• Problem to solve: In the data below, find each line that contains the word "read" and copy it.

• Input for this task:
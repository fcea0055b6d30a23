//! Order Lifecycle Domain
//!
//! The one part of the system with real invariants:
//!
//! - [`status`] — the canonical state machine (transition legality,
//!   per-stage timestamp fields, default history notes)
//! - [`engine`] — validates and applies transitions against the stores
//! - [`assignment`] — driver binding rules and availability side effects
//! - [`board`] — read-side projection into the three dashboard columns
//! - [`timeline`] — customer-facing progress steps, derived per read
//! - [`money`] — decimal-precise totals and item validation

pub mod assignment;
pub mod board;
pub mod engine;
pub mod error;
pub mod money;
pub mod status;
pub mod timeline;

pub use assignment::AssignmentResolver;
pub use board::{BoardProjector, BoardView, OrderView};
pub use engine::{CreateOrderInput, LifecycleEngine, OrderItemInput};
pub use error::{LifecycleError, LifecycleResult};
pub use timeline::{TimelineStep, build_timeline};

• Reply:
//! - [`board`] — read-side projection into the three dashboard columns
//! - [`timeline`] — customer-facing progress steps, derived per read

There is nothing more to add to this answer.